In a year of continued disruption, the mews market is standing strong. “In a pre pandemic year, there would be between 100-120 mews sales across the whole of prime central London, where we would typically sell 30-35% of them. By the end of July 2021, we had already sold 73% of target, so we were 15% ahead of where we projected to be in a normal year,” comments Lloyd Malcolm. “The other remarkable fact; we have only one agreed sale which has fallen through. It tells us that buyers wanting to do these transactions are owner-occupiers, and they are emotionally committed to finding a home. They are typically very picky, but once they have found the mews, they are then certain, and will follow through” says Lloyd Malcolm.

Desirability may be relatively high for this niche market of prime central London property, but vendors should not expect to be knocked down in the rush of prospective buyers. “Pre-Covid, we would typically see 20-25 viewings per house that gets agreed. Now we’re seeing four.
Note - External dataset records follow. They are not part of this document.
//! Typed HTTP resource client.
//!
//! Describe requests declaratively as [`Resource`]s, execute them with an
//! [`ApiClient`], and get typed values or one of the [`Error`] kinds back.
//!
//! # Example
//!
//! ```no_run
//! use restive::prelude::*;
//!
//! #[derive(Debug, Deserialize)]
//! pub struct User {
//!     id: u64,
//!     name: String,
//! }
//!
//! # async fn run() -> restive::Result<()> {
//! let client = ApiClient::builder("https://api.example.com")
//!     .hook(HeaderInjection::new().set("X-Client", "restive"))
//!     .store_decoding_errors(true)
//!     .build()?;
//!
//! let users = Resource::<Vec<User>>::json(
//!     Endpoint::get("users").with_header(CommonHeader::AcceptJson),
//! );
//!
//! match client.request(&users).await {
//!     Ok(users) => println!("{users:?}"),
//!     Err(err) if err.is_authorization_error() => println!("please log in"),
//!     Err(err) => println!("{err}"),
//! }
//! # Ok(())
//! # }
//! ```

mod api_client;
mod client;
mod config;
mod connector;
pub mod middleware;
pub mod prelude;

pub use api_client::{ApiClient, ApiClientBuilder};
pub use client::{BoxedService, HyperTransport, HyperTransportBuilder, ServiceFuture};
pub use config::{TransportConfig, TransportConfigBuilder};

// Re-export tower for middleware composition
pub use tower;

// Re-export core types
pub use restive_core::{
    BasicAuth, BearerAuth, BoxError, CommonHeader, ContentType, DEFAULT_CACHEABLE, Decode,
    Decoder, DecodingReport, Endpoint, Error, HeaderInjection, HttpStatus, Method, NoopReporter,
    QueryItem, RawResponse, Reporter, Request, RequestBuilder, RequestHook, Resource,
    ResponseMeta, Result, ScratchStorage, StatusCategory, TempDirStorage, TracingReporter,
    Transport, TransportError, TransportErrorCode, decode, is_default_cacheable, pretty_json,
    to_form, to_json,
};

pub use url;
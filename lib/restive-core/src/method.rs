//! HTTP method types.

use std::str::FromStr;

use derive_more::{Display, Error};
use serde::{Deserialize, Serialize};

/// HTTP request method.
///
/// Serialized as the upper-case token (`"GET"`, `"POST"`, ...).
#[derive(
    Debug, Clone, Copy, Default, PartialEq, Eq, Hash, Display, Serialize, Deserialize,
)]
#[serde(rename_all = "UPPERCASE")]
pub enum Method {
    /// GET method - retrieve a resource.
    #[default]
    #[display("GET")]
    Get,
    /// POST method - create a resource.
    #[display("POST")]
    Post,
    /// PUT method - replace a resource.
    #[display("PUT")]
    Put,
    /// DELETE method - remove a resource.
    #[display("DELETE")]
    Delete,
    /// PATCH method - partially update a resource.
    #[display("PATCH")]
    Patch,
    /// HEAD method - retrieve headers only.
    #[display("HEAD")]
    Head,
    /// OPTIONS method - retrieve allowed methods.
    #[display("OPTIONS")]
    Options,
}

impl Method {
    /// The method token as sent on the wire.
    #[must_use]
    pub const fn as_str(&self) -> &'static str {
        match self {
            Self::Get => "GET",
            Self::Post => "POST",
            Self::Put => "PUT",
            Self::Delete => "DELETE",
            Self::Patch => "PATCH",
            Self::Head => "HEAD",
            Self::Options => "OPTIONS",
        }
    }
}

/// Error returned when parsing an unsupported method token.
#[derive(Debug, Clone, PartialEq, Eq, Display, Error)]
#[display("unsupported HTTP method: {_0}")]
pub struct UnknownMethod(#[error(not(source))] pub String);

impl FromStr for Method {
    type Err = UnknownMethod;

    fn from_str(s: &str) -> Result<Self, Self::Err> {
        match s {
            "GET" => Ok(Self::Get),
            "POST" => Ok(Self::Post),
            "PUT" => Ok(Self::Put),
            "DELETE" => Ok(Self::Delete),
            "PATCH" => Ok(Self::Patch),
            "HEAD" => Ok(Self::Head),
            "OPTIONS" => Ok(Self::Options),
            other => Err(UnknownMethod(other.to_string())),
        }
    }
}

impl From<Method> for http::Method {
    fn from(method: Method) -> Self {
        match method {
            Method::Get => Self::GET,
            Method::Post => Self::POST,
            Method::Put => Self::PUT,
            Method::Delete => Self::DELETE,
            Method::Patch => Self::PATCH,
            Method::Head => Self::HEAD,
            Method::Options => Self::OPTIONS,
        }
    }
}
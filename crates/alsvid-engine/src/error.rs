//! Error types for the engine crate.

use alsvid_ir::QubitId;
use thiserror::Error;

/// Errors that can occur in engine operations.
#[derive(Debug, Error)]
#[non_exhaustive]
pub enum EngineError {
    /// Qubit index outside the engine's register.
    #[error("Qubit {qubit} out of range for {num_qubits}-qubit state")]
    QubitOutOfRange {
        /// The offending qubit.
        qubit: QubitId,
        /// The engine's register size.
        num_qubits: usize,
    },

    /// Basis-state index outside the state space.
    #[error("Basis state {basis} out of range for {num_qubits}-qubit state")]
    BasisOutOfRange {
        /// The offending basis-state index.
        basis: usize,
        /// The engine's register size.
        num_qubits: usize,
    },

    /// An operation left the state with no probability mass.
    #[error("State norm vanished while operating on qubit {qubit}")]
    VanishingNorm {
        /// The qubit being operated on.
        qubit: QubitId,
    },

    /// Gate not supported by this engine.
    #[error("Unsupported operation: {0}")]
    Unsupported(String),
}

/// Result type for engine operations.
pub type EngineResult<T> = Result<T, EngineError>;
Gone are the window shoppers,” Lloyd Malcolm comments.

That’s good news for vendors, ultimately; fewer house-hunters traipsing through the front door before the sale is secured mean far less disruption and hassle. But it can also be unnerving for owners as they tend to equate a lack of volume of prospective buyers with a lack of interest. “The hardest part of the sales process at the moment is the ‘tumbleweed’ of silence before a buyer comes along,” says Lloyd Malcolm.

And though this has been another atypical summer, with foreign travel still fraught with complications, August is seeing its usual lull as many families disappear on holiday in the UK. “We expect a seasonal shift in September,” he adds.

More buyers might be tempted, of course, by lower asking prices. But bar the odd exception, mews owners are not usually people who need to sell. “We, as agents, need to feel confident that we have priced our properties fairly, based on what else is selling and how our properties compete. Then we have to manage everyone’s patience including our own!” says Lloyd Malcolm.

So who are today’s highly-motivated mews buyers at the tail end of a global pandemic? At the start of the year, the picture was dominated by relatively young, successful individuals or couples buying their first house. “They have no intention of moving to the countryside in their twenties and thirties,” Lloyd Malcolm comments. “Now we are seeing a flurry of older couples whose children are at university, or have just started work. These couples usually have a country home and are looking for a city base because they feel that everything is being switched back on in London.”

The rental market for mews is busy, too, with corporate relocations starting to re-emerge on the London radar, and with tenants adjusting their priorities, after lockdown, and looking to upgrade in size and live more centrally. “In the weeks leading up to ‘Freedom Day’, we saw ten times as many leads for rentals as we did in the same week pre covid.” Mollie Swallow, Head of Lettings.

Some legacies of the pandemic on househunters’ priorities are here to stay. “Buyers and tenants want a work from home office. It needn’t be big, but somewhere they can pull the door and talk on videos undisturbed. Often couples want a home office each, so tenants who would have previously looked at two-bed properties are now wanting three or four bedrooms as they both work from home,” Lloyd Malcolm observes.

Video tours of properties, on a 3D platform such as Matterport, are now expected too, “although in the same way that working from home cannot replace the experience of being with colleagues in the office, virtual tours are no substitute for seeing a property in person,” says Lloyd Malcolm.

Outside space remains a big talking point – but memories of warm nights, filled with rosé and barbecues, fade fast along with the dying Autumnal light. Buyers wanting large family houses, and gardens, are fuelling the market in outer prime London, but outdoor space is less of a pull for buyers looking in central London.

Mews have come a long way in half a century. And maybe, in post-pandemic London, this is their time to shine.